Proofreading Techniques

By David Alan Rech of Scribe Inc.


Adobe recently developed a method that allows you to import comments from a PDF directly into InDesign. Theoretically, this can lead to a more efficient input for proofreading alterations and corrections. Scribe has yet to fully test this new feature, so we have not determined how helpful it will be for the proofreading process. However, as with any other new development, it does lead us to consider better practices. Due to the topic of our last newsletter, challenges from our clients, and a desire to continuously improve, we have been giving a lot of consideration to our proofreading method.

When Scribe embarked on copyediting and proofreading services, I knew very little about either. Everyone on our staff collaborated to develop solid processes, but it was also important for us to establish a method to measure quality and gauge performance. So after defining tasks and establishing benchmarks, we began to perform assessments. An early mistake was to judge the quality of our copyediting based on the number of proofreading alterations (notice the terminology). This proved to be a poor gauge, because we discovered that proofreaders were frequently doing too much; they would counter the decisions of the original copyeditor or, worse, override the voice of the author. Essentially, their work seemed like a second copyedit.

Obviously, the purpose of proofreading is to catch errors, be they typos, grammatically incorrect wording, deviations from style, or others. But proofreading must be performed in a judicious manner, with consideration to prior editorial choices.

So it became imperative to improve the communication between the proofreader and the editor and project manager (usually this is the same person). In addition to supplying our clients’ requirements and stylesheets, we established launch meetings with the proofreader,1 editor, and project manager for each project. The proofreader would learn the project’s specific requirements, idiosyncrasies, and editorial choices. This has resulted in a significant reduction in the alterations reported by proofreaders as well as overall project time.

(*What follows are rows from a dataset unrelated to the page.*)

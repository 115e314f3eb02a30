//! UnionFindArray: dense disjoint-set forest over global label indices.
//!
//! Layout follows the classic connected-components bookkeeping: the array
//! always holds one provisional tail slot whose index is the next free
//! label. [`UnionFindArray::finalize_index`] either commits that slot (it
//! became a new component) or resets it (it was merged into an older one).
//!
//! Roots are always the smallest index of their class, so the result of
//! any sequence of unions is independent of argument order.

use serde::{Deserialize, Serialize};

use crate::data::label::Label;
use crate::debug_invariants::DebugInvariants;
use crate::merge_error::MergeError;
use crate::union_find::{UnionFind, UnionSink};

#[derive(Copy, Clone, Debug, PartialEq, Eq, Serialize, Deserialize)]
enum Slot<L> {
    /// Root of a class, carrying the class label.
    Anchor(L),
    /// Non-root; parent index is strictly smaller.
    Link(usize),
}

/// Union-find over indices `0..next_free_index()`.
///
/// # Example
/// ```rust
/// use lazycc::union_find::UnionFindArray;
/// let mut uf = UnionFindArray::new(8u32);
/// uf.make_union(5, 1);
/// uf.make_union(7, 3);
/// assert_eq!(uf.find_label(5), 1);
/// assert_eq!(uf.find_label(7), 3);
/// assert_eq!(uf.make_contiguous(), 5);
/// ```
#[derive(Clone, Debug, PartialEq, Eq, Serialize, Deserialize)]
pub struct UnionFindArray<L> {
    slots: Vec<Slot<L>>,
}

impl<L: Label> UnionFindArray<L> {
    /// Every index `0..next_free` starts as its own class; `next_free` is
    /// the provisional tail.
    pub fn new(next_free: L) -> Self {
        let n = next_free.index();
        let slots = (0..=n)
            .map(|i| Slot::Anchor(L::from_index(i).unwrap_or(next_free)))
            .collect();
        Self { slots }
    }

    /// Number of committed indices (excludes the provisional tail).
    #[inline]
    pub fn len(&self) -> usize {
        self.slots.len() - 1
    }

    #[inline]
    pub fn is_empty(&self) -> bool {
        self.len() == 0
    }

    /// Index the next new component would receive.
    #[inline]
    pub fn next_free_index(&self) -> L {
        L::from_index(self.len()).unwrap_or_else(L::max_value)
    }

    /// Root index of the class containing `a`, compressing the path.
    ///
    /// # Panics
    /// Panics if `a` is not below `next_free_index() + 1`.
    pub fn find_index(&mut self, a: L) -> L {
        let root = self.root(a.index());
        L::from_index(root).unwrap_or(a)
    }

    /// Label of the class containing `a`.
    ///
    /// Equal to [`find_index`](Self::find_index) until
    /// [`make_contiguous`](Self::make_contiguous) renumbers the classes.
    pub fn find_label(&mut self, a: L) -> L {
        let root = self.root(a.index());
        match self.slots[root] {
            Slot::Anchor(label) => label,
            Slot::Link(_) => a,
        }
    }

    /// Merges the classes of `a` and `b`; returns the resulting root index.
    pub fn make_union(&mut self, a: L, b: L) -> L {
        let ra = self.root(a.index());
        let rb = self.root(b.index());
        let (keep, drop) = if ra <= rb { (ra, rb) } else { (rb, ra) };
        if keep != drop {
            self.slots[drop] = Slot::Link(keep);
        }
        L::from_index(keep).unwrap_or(a)
    }

    /// Commits a fresh index and returns it.
    ///
    /// # Errors
    /// `LabelOverflow` if the label type cannot represent another index.
    pub fn make_new_index(&mut self) -> Result<L, MergeError> {
        let next = self.next_free_index();
        self.finalize_index(next)
    }

    /// Closes the labeling of one element whose provisional index is `index`.
    ///
    /// If `index` is the provisional tail it becomes a new class and a new
    /// tail is appended; otherwise the tail is reset for reuse.
    ///
    /// # Errors
    /// `LabelOverflow` if a new tail index would not fit into `L`.
    pub fn finalize_index(&mut self, index: L) -> Result<L, MergeError> {
        let tail = self.len();
        if index.index() == tail {
            let new_tail = L::from_index(tail + 1).ok_or(MergeError::LabelOverflow)?;
            self.slots.push(Slot::Anchor(new_tail));
        } else {
            let label = L::from_index(tail).ok_or(MergeError::LabelOverflow)?;
            self.slots[tail] = Slot::Anchor(label);
        }
        Ok(index)
    }

    /// Reserves global indices for labels `1..=max_label` of one block.
    ///
    /// The returned table maps local label `i` to its global index and keeps
    /// background `0` at `0`. Nothing is reserved on error.
    ///
    /// # Errors
    /// `LabelOverflow` if the reservation would not fit into `L`.
    pub fn allocate_map(&mut self, max_label: L) -> Result<Vec<L>, MergeError> {
        let needed = max_label.index();
        self.len()
            .checked_add(needed)
            .and_then(L::from_index)
            .ok_or(MergeError::LabelOverflow)?;
        let mut map = Vec::with_capacity(needed + 1);
        map.push(L::zero());
        for _ in 0..needed {
            map.push(self.make_new_index()?);
        }
        crate::debug_invariants!(self.validate_invariants(), "UnionFindArray::allocate_map");
        Ok(map)
    }

    /// Renumbers class labels to `0, 1, 2, ...` in index order and returns
    /// the largest label handed out.
    ///
    /// Index `0` is its own class unless merged, so with background at `0`
    /// the return value is the number of foreground components.
    pub fn make_contiguous(&mut self) -> L {
        let mut count = 0usize;
        for i in 0..self.len() {
            match self.slots[i] {
                Slot::Anchor(_) => {
                    self.slots[i] = Slot::Anchor(L::from_index(count).unwrap_or_else(L::max_value));
                    count += 1;
                }
                Slot::Link(_) => {
                    let root = self.root(i);
                    self.slots[i] = Slot::Link(root);
                }
            }
        }
        crate::debug_invariants!(self.validate_invariants(), "UnionFindArray::make_contiguous");
        L::from_index(count.saturating_sub(1)).unwrap_or_else(L::max_value)
    }

    fn root(&mut self, idx: usize) -> usize {
        let mut root = idx;
        while let Slot::Link(parent) = self.slots[root] {
            root = parent;
        }
        // Path compression
        let mut cur = idx;
        while let Slot::Link(parent) = self.slots[cur] {
            self.slots[cur] = Slot::Link(root);
            cur = parent;
        }
        root
    }
}

impl<L: Label> UnionSink<L> for UnionFindArray<L> {
    #[inline]
    fn make_union(&mut self, a: L, b: L) {
        UnionFindArray::make_union(self, a, b);
    }
}

impl<L: Label> UnionFind<L> for UnionFindArray<L> {
    #[inline]
    fn find(&mut self, a: L) -> L {
        self.find_label(a)
    }
}

impl<L: Label> DebugInvariants for UnionFindArray<L> {
    fn debug_assert_invariants(&self) {
        crate::debug_invariants!(self.validate_invariants(), "UnionFindArray");
    }

    fn validate_invariants(&self) -> Result<(), MergeError> {
        for (index, slot) in self.slots.iter().enumerate() {
            if let Slot::Link(parent) = *slot {
                if parent >= index {
                    return Err(MergeError::CorruptUnionFind {
                        index,
                        reason: "link does not point to a smaller index",
                    });
                }
            }
        }
        match self.slots.last() {
            Some(Slot::Anchor(_)) => Ok(()),
            _ => Err(MergeError::CorruptUnionFind {
                index: self.len(),
                reason: "provisional tail is not an anchor",
            }),
        }
    }
}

Despite the fact that this moved us closer to catching only legitimate errors, proofreaders still listed “corrections” that the editors had overruled (stetted). And like any human, proofreaders also make errors. Thus we needed an efficient method to have the proofreader report suggested changes that could be reviewed quickly by the copyeditor and then transmitted to the typesetter for entry. The normative method of marking a PDF was cumbersome, so we devised a method whereby we produce a text file listing the page number, error string, and correction string or comment. Our editor can review changes and confirm (by leaving), adjust, or remove. The reviewed and approved report is then transmitted to the typesetter.

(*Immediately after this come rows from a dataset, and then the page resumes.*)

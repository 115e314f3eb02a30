//! PairBuffer: records unions instead of applying them.

use crate::union_find::UnionSink;

/// Ordered log of `make_union` calls.
///
/// Consecutive duplicates are dropped; long seams through one component
/// produce the same pair over and over.
#[derive(Clone, Debug, Default, PartialEq, Eq)]
pub struct PairBuffer<L> {
    pairs: Vec<(L, L)>,
}

impl<L: Copy + PartialEq> PairBuffer<L> {
    pub fn new() -> Self {
        Self { pairs: Vec::new() }
    }

    pub fn len(&self) -> usize {
        self.pairs.len()
    }

    pub fn is_empty(&self) -> bool {
        self.pairs.is_empty()
    }

    pub fn pairs(&self) -> &[(L, L)] {
        &self.pairs
    }

    /// Replays every recorded union into `uf`, in recording order.
    pub fn apply<U: UnionSink<L> + ?Sized>(&self, uf: &mut U) {
        for &(a, b) in &self.pairs {
            uf.make_union(a, b);
        }
    }
}

impl<L: Copy + PartialEq> UnionSink<L> for PairBuffer<L> {
    #[inline]
    fn make_union(&mut self, a: L, b: L) {
        if self.pairs.last() != Some(&(a, b)) {
            self.pairs.push((a, b));
        }
    }
}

Using our corrections report, the typesetter searches for the error string and can most often paste the alteration string directly into InDesign. The typesetter moves from one correction to the next, indicating completion on each. This is a quick method to apply changes and helps avoid missed corrections. So far, this is the most efficient method that we have been able to devise.

It has other advantages as well: It makes it easy to paste into an email if the suggested change needs to be confirmed by an outsider (usually the author). It allows us to log alterations in our records (especially important for complex projects and for the occasional project with two streams—e.g., simultaneous English and Spanish publications). It allows for the editor to verify that the corrections were properly applied (and that no errors were introduced).2 And since the copyeditor who did the original work sees what was caught, it gives her an opportunity to review her work.

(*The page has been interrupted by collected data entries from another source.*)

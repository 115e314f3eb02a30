//! Union-find collaborator contract.
//!
//! The boundary merge only ever issues unions, so the traversals are generic
//! over [`UnionSink`]. Queries go through [`UnionFind`]. The crate ships a
//! reference implementation, [`UnionFindArray`], and [`PairBuffer`], which
//! records unions for later replay (used by the parallel face merge).

pub mod array;
pub mod buffer;

pub use array::UnionFindArray;
pub use buffer::PairBuffer;

/// Receiver of equivalences between global indices.
pub trait UnionSink<L> {
    /// Merge the classes of `a` and `b`. Order-insensitive.
    fn make_union(&mut self, a: L, b: L);
}

/// Disjoint-set structure over global indices.
pub trait UnionFind<L>: UnionSink<L> {
    /// Canonical representative of the class of `a`.
    fn find(&mut self, a: L) -> L;
}

impl<L, U: UnionSink<L> + ?Sized> UnionSink<L> for &mut U {
    #[inline]
    fn make_union(&mut self, a: L, b: L) {
        (**self).make_union(a, b);
    }
}

impl<L, U: UnionFind<L> + ?Sized> UnionFind<L> for &mut U {
    #[inline]
    fn find(&mut self, a: L) -> L {
        (**self).find(a)
    }
}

So far, our method involves the following:

  1. Doing our best to catch everything at the copyediting stage and reduce the level of alterations in proofreading and typesetting
  2. Coordinating the work of the proofreader with that of the copyeditor and author
  3. Reporting alterations in an efficient manner
  4. Having the original copyeditor review the report
  5. Transmitting that report to the typesetter

Our method is available on the documentation section of our website. Of course, many of you are grappling with the same issues and have come up with ways to make this process more efficient. If you have suggestions or questions, please share them with me.

1. Our proofreaders, like our copyeditors, are all full-time, in-house employees.

2. Verifying alterations is particularly difficult using PDF, especially if the number of alterations is high.